Mandatory Credit: Kyle Terada-USA TODAY Sports
The Toronto Blue Jays used their 1st round selection (16th overall) in 2004 on David Purcey. This writer was very confused why J.P. Riccardi selected a guy who was relegated to the bullpen in his final year of college due to pitching poorly. I guess 6’5” left-handed pitchers that can touch the mid to high 90’s with his fastball are worth taking a chance on.
There were many quality major leaguers selected in the 1st round prior to the Blue Jays selection. The rest of the 1st round had a few notable selections but none of the same calibre as Justin Verlander, Philip Humber, Jeff Niemann, Neil Walker, Jered Weaver, Billy Butler, and Stephen Drew who were all selected before David Purcey. Purcey was considered to have a workhorse body and the raw stuff to succeed, he just couldn’t find the strike zone.
Purcey started his pro career in 2005 with Dunedin (High-A), which wasn’t uncommon during the Ricciardi era of selecting mainly collegiate players. Purcey responded by putting up some pretty impressive strike out totals, 11.4 K/9, but he also walked batters at an alarming rate (5.3 BB/9). A lack of control/command would continue to plague Purcey throughout his major league and minor league career. His 2005 season earned a promotion to New Hampshire and Baseball America ranked him as the Blue Jays #3 prospect, behind only Dustin McGowan and Ricky Romero.
Purcey would continue a trend of racking up the K’s and issuing free passes, but was aggressively moved up the through Toronto’s system. He got his first taste of the majors in 2008, which so happened to be his best year in minors in terms of control. In true Purcey fashion, he would walk 7 batters in his first major start.
In 2009, I remember thinking that we would have two hard throwing LHP stabilizing our rotation for many years to come. Romero just came off his most successful season in AAA and Purcey had a couple of call-ups in 2008. We all know how this has turned out for both these pitchers. For the next 2 years Purcey would be the essence of a 4A player, teasing fans and management alike with his fastball and his strikeout numbers, but once in the majors would inevitably disappoint.
In 2010, management decided to move Purcey into the bullpen, which produced some pretty good results.

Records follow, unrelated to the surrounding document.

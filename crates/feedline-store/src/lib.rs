//! feedline-store: document-store boundary for the Feedline backend
//!
//! This crate provides:
//! - The `DocumentStore` trait: hierarchical collections of keyed documents
//! - `FirestoreStore`: REST client for the hosted document database
//! - `MemoryStore`: in-memory implementation for tests and local development
//! - Collection addressing and the store error taxonomy
//!
//! # Architecture
//!
//! Consistency, indexing and durability belong to the store behind the
//! trait; callers get single-call operations with no cross-call
//! coordination. The HTTP facade receives a `DocumentStore` handle at
//! construction and never knows which implementation it holds.
//!
//! # Usage
//!
//! ```rust,ignore
//! use feedline_store::{CollectionPath, DocumentStore, MemoryStore};
//!
//! let store = MemoryStore::new();
//! let publications = CollectionPath::root("publications")?;
//! let created = store.add(&publications, fields).await?;
//! let all = store.list(&publications).await?;
//! ```

pub mod error;
pub mod firestore;
pub mod memory;
pub mod path;
pub mod store;

pub use error::{StoreError, StoreResult};
pub use firestore::FirestoreStore;
pub use memory::MemoryStore;
pub use path::CollectionPath;
pub use store::{Document, DocumentStore, Fields, OrderDirection};
//! Application state shared across handlers.

use std::sync::Arc;

use feedline_identity::IdentityProvider;
use feedline_store::DocumentStore;

use crate::config::ServerConfig;

/// Application state shared across all handlers.
///
/// This is cloneable and can be extracted in handlers using
/// `State<AppState>`. The store and provider handles are injected at
/// construction, so tests substitute in-memory implementations.
#[derive(Clone)]
pub struct AppState {
    /// Document store handle.
    store: Arc<dyn DocumentStore>,
    /// Identity provider handle.
    identity: Arc<dyn IdentityProvider>,
    /// Server configuration.
    config: Arc<ServerConfig>,
}

impl AppState {
    /// Create new application state.
    pub fn new(
        store: Arc<dyn DocumentStore>,
        identity: Arc<dyn IdentityProvider>,
        config: ServerConfig,
    ) -> Self {
        Self {
            store,
            identity,
            config: Arc::new(config),
        }
    }

    /// Get a reference to the document store.
    pub fn store(&self) -> &dyn DocumentStore {
        self.store.as_ref()
    }

    /// Get a reference to the identity provider.
    pub fn identity(&self) -> &dyn IdentityProvider {
        self.identity.as_ref()
    }

    /// Get a reference to the server configuration.
    pub fn config(&self) -> &ServerConfig {
        &self.config
    }
}

impl std::fmt::Debug for AppState {
    fn fmt(&self, f: &mut std::fmt::Formatter<'_>) -> std::fmt::Result {
        f.debug_struct("AppState")
            .field("config", &self.config)
            .finish_non_exhaustive()
    }
}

Toronto had enough of Purcey’s inconsistencies and traded him to Oakland A’s in 2011. Oakland traded him a few months later to Detroit. With Detroit, Purcey would walk 20 batters in 18.1 innings. Purcey would not get back to the majors until 2013, pitching for the Chicago White Sox. But even after putting up some decent number in the Chicago bullpen, he was exposed in the past rule V draft.
This spring David Purcey will be once again fighting for a major league job with the White Sox as the second LH out of the pen behind Scott Downs. There is no denying Purcey has a major league fastball and curveball, so if he is fails to secure a spot in the WhiteSox bullpen there will be another team willing to take a flier on him.
Good Luck in 2014 David Purcey.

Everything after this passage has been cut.